Reconnu par tous pour ses qualités tactiques, Jeff Strasser est également loué pour son haut niveau de précision : « dans la préparation des matchs, l’analyse vidéo, tout, il est dans le souci du détail » salue Thomas Gilgemann. Christian Strasser dépeint quant à lui un homme « droit, intègre, rigoureux, et surtout fiable à 100% ». Une vertu qui peut devenir parfois un défaut : « le fait d’avoir trop de rigueur et de discipline, trop de volonté d’être perfectionniste, ça vous pousse à des extrêmes ». Et pourrait expliquer que le grand public, ou même ses proches lorsqu’il est leur adversaire, retiennent avant tout son tempérament. Son propre frère l’admet : « il n’est peut-être pas apprécié par tout le monde mais tout le monde le respecte, dans ce qu’il a fait ou ce qu’il fait. S’il porte vos couleurs, vous l’aimez encore plus, mais s’il est votre adversaire, c’est plus compliqué. Croyez-moi, quand on joue contre eux, ce n’est pas le grand amour ! On préfère s’éviter à chaque fois parce que sinon on se rentre dedans… » Ce que son président appelle « la zone rouge » pour celui qui occupe le poste d’entraîneur du Progrès pour la troisième saison et qu’il compare volontiers à « Diego Simeone, en moins folklorique ». En situation de concentration intense, il peut être amené à faire oublier sa principale qualité, établie en postulat par tous ceux qui ont été interrogés : son humanité.

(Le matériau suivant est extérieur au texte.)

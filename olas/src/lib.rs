/*!
Olas (waves in Spanish) follows a moving QP.

<script src="https://polyfill.io/v3/polyfill.min.js?features=es6"></script>
<script id="MathJax-script" async src="https://cdn.jsdelivr.net/npm/mathjax@3/es5/tex-mml-chtml.js"></script>

This crate for Rust provides **parametric convex QP** solving by the online active set strategy of [`olas_core`],
with a dense matrix builder and `std`-backed diagnostics.

# General usage

1. A sequence of QPs is assumed to share the Hessian \\(H\\) and the constraint matrix \\(A\\),
   while the gradient \\(g\\) and the bounds \\(l_b, u_b, l_{bA}, u_{bA}\\) change from one QP to the next.
   Refer to [`prelude::QProblem`] about the mathematical formulation.
1. Construct \\(H\\) and \\(A\\) using [`MatBuild`].
1. Create a [`prelude::QProblem`] (or [`prelude::QProblemB`] without \\(A\\)) instance
   and optionally set its parameters.
1. Load the first QP and invoke `init`.
1. Load each following QP and invoke `hotstart`, which starts from the previous working set.

# Examples

A projection onto a half-plane which moves:
\\[
\begin{array}{ll}
{\rm minimize} & {(x_0 - 2)^2 + (x_1 - 2)^2 \over 2} \\\\
{\rm subject \ to} & x_0 + x_1 \le u_{bA}
\end{array}
\\]

The optimal solution is \\((u_{bA} / 2, u_{bA} / 2)\\) for \\(u_{bA} \le 4\\).

```
use float_eq::assert_float_eq;
use olas::prelude::*;
use olas::*;

//env_logger::init(); // Use any logger crate as `olas` uses `log` crate.

type La = FloatGeneric<f64>;
type AQProblem = QProblem<La>;

let n = 2; // x0, x1
let m = 1;

let mat_h = MatBuild::<f64>::identity(n);
let mat_a = MatBuild::<f64>::new(m, n).iter_rowmaj(&[
    1., 1.,
]);

let mut qp = AQProblem::new(n, m).par(|p| {
    p.eps_kkt = 1e-9;
});
qp.set_h(mat_h.as_ref()).unwrap();
qp.set_a(mat_a.as_ref()).unwrap();
qp.set_g(&[-2., -2.]).unwrap();
qp.set_constraint_bounds(&[-1e20], &[2.]).unwrap();

qp.init(10, NoCallback).unwrap();
assert_float_eq!(qp.x(), [1., 1.].as_ref(), abs_all <= 1e-9);

for k in 1..= 4 {
    let uba = 2. - 0.5 * k as f64;
    qp.set_uba(&[uba]).unwrap();
    qp.hotstart(10, NoCallback).unwrap();
    qp.check_kkt().unwrap();
    assert_float_eq!(qp.x(), [uba / 2., uba / 2.].as_ref(), abs_all <= 1e-9);
}
```

## Other examples

You can find other [tests](https://github.com/convexbrain/Totsu/tree/master/olas/tests) of the solvers.
*/

mod matbuild;

pub use matbuild::*;

//

mod diagnostics;

pub use diagnostics::*;

//

/// Prelude
pub mod prelude
{
    pub use olas_core::{QProblem, QProblemB, QpParam, QpError, QpResult, QpStatus, HessianType};
    pub use olas_core::{SubjectToType, SubjectToStatus, Iteration, IterationCallback, NoCallback, LogIteration};
    pub use olas_core::FloatGeneric;
}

Christian Strasser se souvient : « Quand il était en internat à Robert Schuman, il a voulu se lâcher un peu. Un lundi soir, j’étais en train de bosser dans ma résidence étudiante à Nancy pour préparer les examens et on sonne à la porte : c’était Jeff, avec Rigobert Song ou Robert Pirès, je ne sais plus, mais ils étaient trois ou quatre à avoir fait le mur ! Il m’a expliqué qu’ils voulaient sortir mais qu’à Metz on les connaissait, et ils m’ont demandé les endroits où sortir… Même des gars qui ont eu une carrière impressionnante comme eux avaient besoin de relâcher la pression. »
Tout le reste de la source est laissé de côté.